Scan the material for "that". Copy every line it appears in.

- Information supplied:
================================

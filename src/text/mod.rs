//! Styled text: a string plus overlapping style spans.
//!
//! [`Text`] owns one plain buffer and a list of [`Span`]s over character
//! offsets. Later spans layer on top of earlier ones. Wrapping, dividing and
//! splitting redistribute spans so that every resulting line carries exactly
//! the styles its characters had before.

mod lines;
mod span;
pub mod wrap;

pub use lines::Lines;
pub use span::Span;

use std::collections::HashMap;
use std::fmt;

use crate::cells::{cell_len, set_cell_size};
use crate::markup::MarkupError;
use crate::render::{Measurement, RenderOptions, Renderable, Segments};
use crate::segment::Segment;
use crate::style::Style;

/// Horizontal alignment of wrapped lines.
#[derive(Debug, Clone, Copy, PartialEq, Eq, Hash, Default)]
pub enum JustifyMethod {
    /// Leave lines as wrapped.
    #[default]
    Default,
    Left,
    Center,
    Right,
    /// Stretch gaps between words so lines fill the width.
    Full,
}

/// What to do with a word that does not fit on a line.
#[derive(Debug, Clone, Copy, PartialEq, Eq, Hash, Default)]
pub enum OverflowMethod {
    /// Break the word across lines.
    #[default]
    Fold,
    /// Cut the word at the line end.
    Crop,
    /// Cut the word and end the line with `…`.
    Ellipsis,
    /// Never wrap or cut.
    Ignore,
}

const ELLIPSIS: char = '…';
const DEFAULT_TAB_SIZE: usize = 8;

/// A string with style spans and layout hints.
#[derive(Debug, Clone, PartialEq, Eq)]
pub struct Text {
    plain: String,
    length: usize,
    spans: Vec<Span>,
    /// Base style under every span.
    pub style: Style,
    pub justify: Option<JustifyMethod>,
    pub overflow: Option<OverflowMethod>,
    pub no_wrap: Option<bool>,
    /// Appended after the last line when rendered.
    pub end: String,
    pub tab_size: Option<usize>,
}
//! Integration tests for color parsing and downgrading

use spangle::color::{ColorTriplet, ColorType};
use spangle::{Color, ColorSystem};

#[test]
fn parses_every_definition_form() {
    let test_cases = [
        ("red", ColorType::Standard(1)),
        ("  Bright_Blue ", ColorType::Standard(12)),
        ("color(200)", ColorType::EightBit(200)),
        ("7", ColorType::Standard(7)),
        ("#ff8000", ColorType::TrueColor(ColorTriplet::new(255, 128, 0))),
        ("rgb(1, 2, 3)", ColorType::TrueColor(ColorTriplet::new(1, 2, 3))),
        ("default", ColorType::Default),
    ];
    for (definition, expected) in test_cases {
        let color = Color::parse(definition).unwrap();
        assert_eq!(color.kind(), expected, "Failed for {:?}", definition);
    }
}

#[test]
fn rejects_out_of_range_and_unknown_colors() {
    for definition in ["", "#ff00", "rgb(256,0,0)", "color(256)", "mauve-ish"] {
        assert!(
            Color::parse(definition).is_err(),
            "Expected error for {:?}",
            definition
        );
    }
}

#[test]
fn truecolor_downgrades_step_by_step() {
    let red = Color::parse("#ff0000").unwrap();
    assert_eq!(red.system(), ColorSystem::TrueColor);

    let eight_bit = red.downgrade(ColorSystem::EightBit);
    assert_eq!(eight_bit.number(), Some(196));

    let standard = red.downgrade(ColorSystem::Standard);
    assert_eq!(standard.kind(), ColorType::Standard(1));
    assert_eq!(standard.get_ansi_codes(true), vec!["31".to_string()]);
}

#[test]
fn downgrade_to_richer_system_is_identity() {
    let color = Color::from_ansi(3);
    assert_eq!(color.downgrade(ColorSystem::TrueColor), color);
}

#[test]
fn ansi_codes_per_color_type() {
    let test_cases = [
        (Color::from_ansi(2), false, vec!["42"]),
        (Color::from_ansi(9), true, vec!["91"]),
        (Color::from_ansi(100), true, vec!["38", "5", "100"]),
        (Color::from_rgb(10, 20, 30), false, vec!["48", "2", "10", "20", "30"]),
        (Color::default_color(), true, vec!["39"]),
    ];
    for (color, foreground, expected) in test_cases {
        assert_eq!(
            color.get_ansi_codes(foreground),
            expected,
            "Failed for {} (foreground={})",
            color,
            foreground
        );
    }
}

================================

- Output of the exercise:
//! splitting redistribute spans so that every resulting line carries exactly
/// What to do with a word that does not fit on a line.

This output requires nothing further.